Un numéro de téléphone, quelques échanges téléphoniques, quelques heures plus tard …
Et puis, une rencontre, un jeudi soir à 22h30, un truc spontané, une envie de te voir.
Des sourires, le sien, des regards, le sien.
Des jeux qu’elle maîtrise, du vin qui pique, quelques bières, des discussions, de la musique, un dessin, des coups de coussins.
Quelques étoiles, une vue magnifique sur Angers.
Une nana naturelle, simple, souriante, joueuse, enrichissante, intéressante, attentionnée.
Une belle personne, quelqu’un qui ne triche pas, quelqu’un de vrai.
De jolies sensations, de jolis sentiments, un truc réconfortant. Un putin de bel instant !
Tu sais, juste se sentir bien, heureuse.
Être soi même, être écoutée, comprise, sur la même longueur d’onde, se sentir vivante.
Partager d’agréables moments avec une personne encore “inconnue” mais une personne attendue.

Hé, on se revoit quand ?

« Tu peux changer si tu le désires, t’ouvrir aux autres, te mettre à nu. Lâche prise, laisse tomber tes illusions. »

E.L

23h13. 03.11.13

Passer du tout au tout :
- des messages à longueur de journée à rien.
- un bisou, un câlin à rien.
- un regard, ta main dans mes cheveux, ton sourire à rien.
- ton corps contre le mien à rien.
- une cigarette en commun au bord de la fenêtre à rien.
- un ciné, un film, une chanson ensemble à rien.
- d’être tout pour toi à n’être finalement plus rien.

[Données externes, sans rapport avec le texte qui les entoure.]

#![deny(
    unsafe_code,
    missing_docs,
    dead_code,
    unused_results,
    non_snake_case,
    unreachable_pub
)]

//! Command-line adapter that runs stimulus placement trials.
//!
//! Each finished trial is written to stdout as one JSON line.

mod config;
mod logging;

use std::{
    io::{self, Write},
    path::PathBuf,
};

use anyhow::{Context, Result};
use clap::Parser;
use stimulus_grid_system_placement::{Config, Placement};
use stimulus_grid_system_session::Session;
use stimulus_grid_world::query;
use tracing::info;

use crate::{
    config::{FileConfig, Overrides},
    logging::LogArgs,
};

/// Generates randomized, non-overlapping stimulus layouts on a grid.
#[derive(Debug, Parser)]
#[command(name = "stimulus-grid", version)]
struct Cli {
    /// TOML file with `[grid]`, `[display]` and `[session]` tables.
    #[arg(long)]
    config: Option<PathBuf>,

    #[command(flatten)]
    overrides: Overrides,

    #[command(flatten)]
    log: LogArgs,
}

/// Entry point for the stimulus grid command-line interface.
fn main() -> Result<()> {
    let cli = Cli::parse();
    logging::init(&cli.log);

    let file = match &cli.config {
        Some(path) => FileConfig::load(path)?,
        None => FileConfig::default(),
    };
    let settings = file
        .with_overrides(&cli.overrides)
        .resolve()
        .context("invalid experiment configuration")?;

    let seed = settings.seed.unwrap_or_else(rand::random);
    let mut session = Session::new(
        settings.dimensions,
        settings.display,
        Placement::new(Config::new(seed)),
        settings.layout,
    );
    info!(
        seed,
        columns = settings.dimensions.columns(),
        rows = settings.dimensions.rows(),
        free_cells = query::free_cell_count(session.grid()),
        "session started"
    );

    let stdout = io::stdout();
    let mut out = stdout.lock();
    for _ in 0..settings.trials {
        let outcome = session.run_trial(settings.count, settings.practice);
        serde_json::to_writer(&mut out, &outcome.record).context("failed to write trial record")?;
        writeln!(out).context("failed to write trial record")?;
    }
    out.flush().context("failed to flush stdout")?;
    Ok(())
}
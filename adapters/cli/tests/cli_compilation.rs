use std::process::Command;

#[test]
fn cli_compiles_without_warnings() {
    let status = Command::new(env!("CARGO"))
        .current_dir(env!("CARGO_MANIFEST_DIR"))
        .args(["check", "--quiet", "--bin", "stimulus-grid"])
        .status()
        .expect("failed to invoke cargo check for stimulus-grid CLI binary");

    assert!(status.success(), "cargo check --bin stimulus-grid should succeed");
}
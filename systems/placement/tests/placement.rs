use std::collections::{HashMap, HashSet};

use rand::SeedableRng;
use rand_chacha::ChaCha8Rng;
use stimulus_grid_core::{compute_cell_size, CellCoord, CellSize};
use stimulus_grid_system_placement::{select_free_cell, Config, Placement};
use stimulus_grid_world::{create_grid, query, reset_grid, Grid};

fn standard_grid() -> Grid {
    create_grid(11, 6).expect("valid dimensions")
}

fn standard_cell_size() -> CellSize {
    compute_cell_size(1920.0, 1080.0, 11, 6).expect("valid display")
}

#[test]
fn selection_occupies_a_previously_free_cell() {
    let mut grid = standard_grid();
    let mut placement = Placement::new(Config::new(3));
    let free_before = query::free_cell_count(&grid);

    let cell = placement
        .select_and_occupy(&mut grid)
        .expect("fresh grid has free cells");

    assert!(!query::dimensions(&grid).is_reserved(cell));
    assert!(query::is_occupied(&grid, cell));
    assert!(query::free_cell_count(&grid) < free_before);
}

#[test]
fn repeated_selection_until_exhaustion_never_reuses_a_cell() {
    let mut grid = standard_grid();
    let mut placement = Placement::new(Config::new(11));
    let mut selected = HashSet::new();
    let mut free = query::free_cell_count(&grid);

    while let Some(cell) = placement.select_and_occupy(&mut grid) {
        assert!(selected.insert(cell), "cell {cell:?} selected twice");
        let remaining = query::free_cell_count(&grid);
        assert!(remaining < free, "free cell count must strictly decrease");
        free = remaining;
    }

    assert_eq!(query::free_cell_count(&grid), 0);
    assert!(placement.select_and_occupy(&mut grid).is_none());
    assert!(!selected.is_empty());
}

#[test]
fn selected_cells_never_share_an_exclusion_neighbourhood() {
    for seed in 0..20 {
        let mut grid = standard_grid();
        let mut placement = Placement::new(Config::new(seed));
        let mut selected: Vec<CellCoord> = Vec::new();

        while let Some(cell) = placement.select_and_occupy(&mut grid) {
            selected.push(cell);
        }

        for (index, first) in selected.iter().enumerate() {
            for second in &selected[index + 1..] {
                assert!(
                    !stimulus_grid_core::in_exclusion_zone(*first, *second),
                    "seed {seed}: {first:?} and {second:?} are too close"
                );
            }
        }
    }
}

#[test]
fn generation_stops_early_when_grid_is_full() {
    let mut grid = standard_grid();
    let mut placement = Placement::new(Config::new(42));
    let requested = 64;

    let stimuli = placement.generate_stimuli(&mut grid, requested, standard_cell_size());

    assert!(stimuli.len() < requested);
    assert!(!stimuli.is_empty());
    let cells: HashSet<CellCoord> = stimuli.iter().map(|stimulus| stimulus.cell).collect();
    assert_eq!(cells.len(), stimuli.len(), "no cell may host two stimuli");
    assert_eq!(query::free_cell_count(&grid), 0);
}

#[test]
fn generation_never_exceeds_requested_count() {
    for requested in 0..6 {
        let mut grid = standard_grid();
        let mut placement = Placement::new(Config::new(requested as u64));
        let stimuli = placement.generate_stimuli(&mut grid, requested, standard_cell_size());
        assert!(stimuli.len() <= requested);
    }

    let mut grid = standard_grid();
    let mut placement = Placement::new(Config::new(5));
    assert_eq!(
        placement
            .generate_stimuli(&mut grid, 1, standard_cell_size())
            .len(),
        1
    );
}

#[test]
fn stimuli_are_centred_in_their_cells_and_inside_the_display() {
    let size = standard_cell_size();
    let mut grid = standard_grid();
    let mut placement = Placement::new(Config::new(9));

    let stimuli = placement.generate_stimuli(&mut grid, 8, size);

    for stimulus in &stimuli {
        let column = stimulus.cell.column() as f32;
        let row = stimulus.cell.row() as f32;
        assert!((stimulus.center_x - (column * size.width() + size.width() / 2.0)).abs() < 1e-3);
        assert!((stimulus.center_y - (row * size.height() + size.height() / 2.0)).abs() < 1e-3);
        assert!(stimulus.center_x > 0.0 && stimulus.center_x < 1920.0);
        assert!(stimulus.center_y > 0.0 && stimulus.center_y < 1080.0);
        assert!((stimulus.radius - size.width().min(size.height()) / 4.0).abs() < 1e-4);
        assert_eq!(stimulus.label, stimulus.cell.label());
    }
}

#[test]
fn same_seed_replays_identical_layout() {
    let run = |seed: u64| {
        let mut grid = standard_grid();
        let mut placement = Placement::new(Config::new(seed));
        let first = placement.generate_stimuli(&mut grid, 4, standard_cell_size());
        reset_grid(&mut grid);
        let second = placement.generate_stimuli(&mut grid, 4, standard_cell_size());
        (first, second, grid)
    };

    assert_eq!(run(2024), run(2024));
}

#[test]
fn injected_generator_matches_seeded_constructor() {
    let mut seeded_grid = standard_grid();
    let mut injected_grid = standard_grid();
    let mut seeded = Placement::new(Config::new(77));
    let mut injected = Placement::with_rng(ChaCha8Rng::seed_from_u64(77));

    assert_eq!(
        seeded.generate_stimuli(&mut seeded_grid, 5, standard_cell_size()),
        injected.generate_stimuli(&mut injected_grid, 5, standard_cell_size())
    );
}

#[test]
fn selection_is_uniform_over_free_cells() {
    let grid = create_grid(5, 4).expect("valid dimensions");
    let mut rng = ChaCha8Rng::seed_from_u64(0x5eed);
    let mut counts: HashMap<CellCoord, u32> = HashMap::new();
    let draws = 4_000;

    for _ in 0..draws {
        let cell = select_free_cell(query::occupancy_view(&grid), &mut rng)
            .expect("grid has free cells");
        *counts.entry(cell).or_default() += 1;
    }

    assert_eq!(counts.len(), 4);
    for (cell, count) in counts {
        assert!(
            (850..=1_150).contains(&count),
            "{cell:?} drawn {count} times out of {draws}"
        );
    }
}

#[test]
fn selection_reports_none_when_no_cell_is_free() {
    let grid = create_grid(3, 3).expect("valid dimensions");
    let mut rng = ChaCha8Rng::seed_from_u64(1);

    assert_eq!(query::free_cell_count(&grid), 0);
    assert_eq!(select_free_cell(query::occupancy_view(&grid), &mut rng), None);
}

Tout ça en un claquement de doigt.
Tout ça du jour au lendemain.
Passer de l’amour à la haine.
Devenir inconnues, étrangères.

Toi, toi tu y arrives plutôt bien.
Et moi, moi je galère plutôt bien.

Simplement envie de vomir.

E.L.

1h04. 03.11.13

Chute.
Contrecoup.

J’arrête pas de penser à toi.
A nos derniers moments.
J’arrête pas de penser à toi.
Remise en question : qu’est ce que j’ai fait ?
J’arrête pas de penser à toi.
Sentiment d’être incapable : ai je un souci ?
J’arrête pas de penser à toi.

Ça tourne pas rond à l’intérieur.
Un puzzle géant, où chaque pièce a du mal à s’assembler avec les autres.
Esprit tourmenté, c’est le désert.

2 mois après, je pense à toi, encore.
Mais je pense à toi comme quelqu’un qui m’a complètement rabaissée, détruite, épuisée.

T’es partie, pas seule : avec une partie de moi.
C’est peut être ça la pièce manquante du puzzle que j’essayes en vain d’assembler.

E.L.

20h40. 30.10.13

"Salut, je viens aux nouvelles."
3 personnes m’ont écrit ça aujourd’hui.

Une ex d’il y a longtemps.
Une connaissance.
Et la cousine de mon ex. Celui la m’a secouée.

Cette fille, je l’ai vu deux fois.
Je lui ai simplement demandé si elle avait pas fait une erreur.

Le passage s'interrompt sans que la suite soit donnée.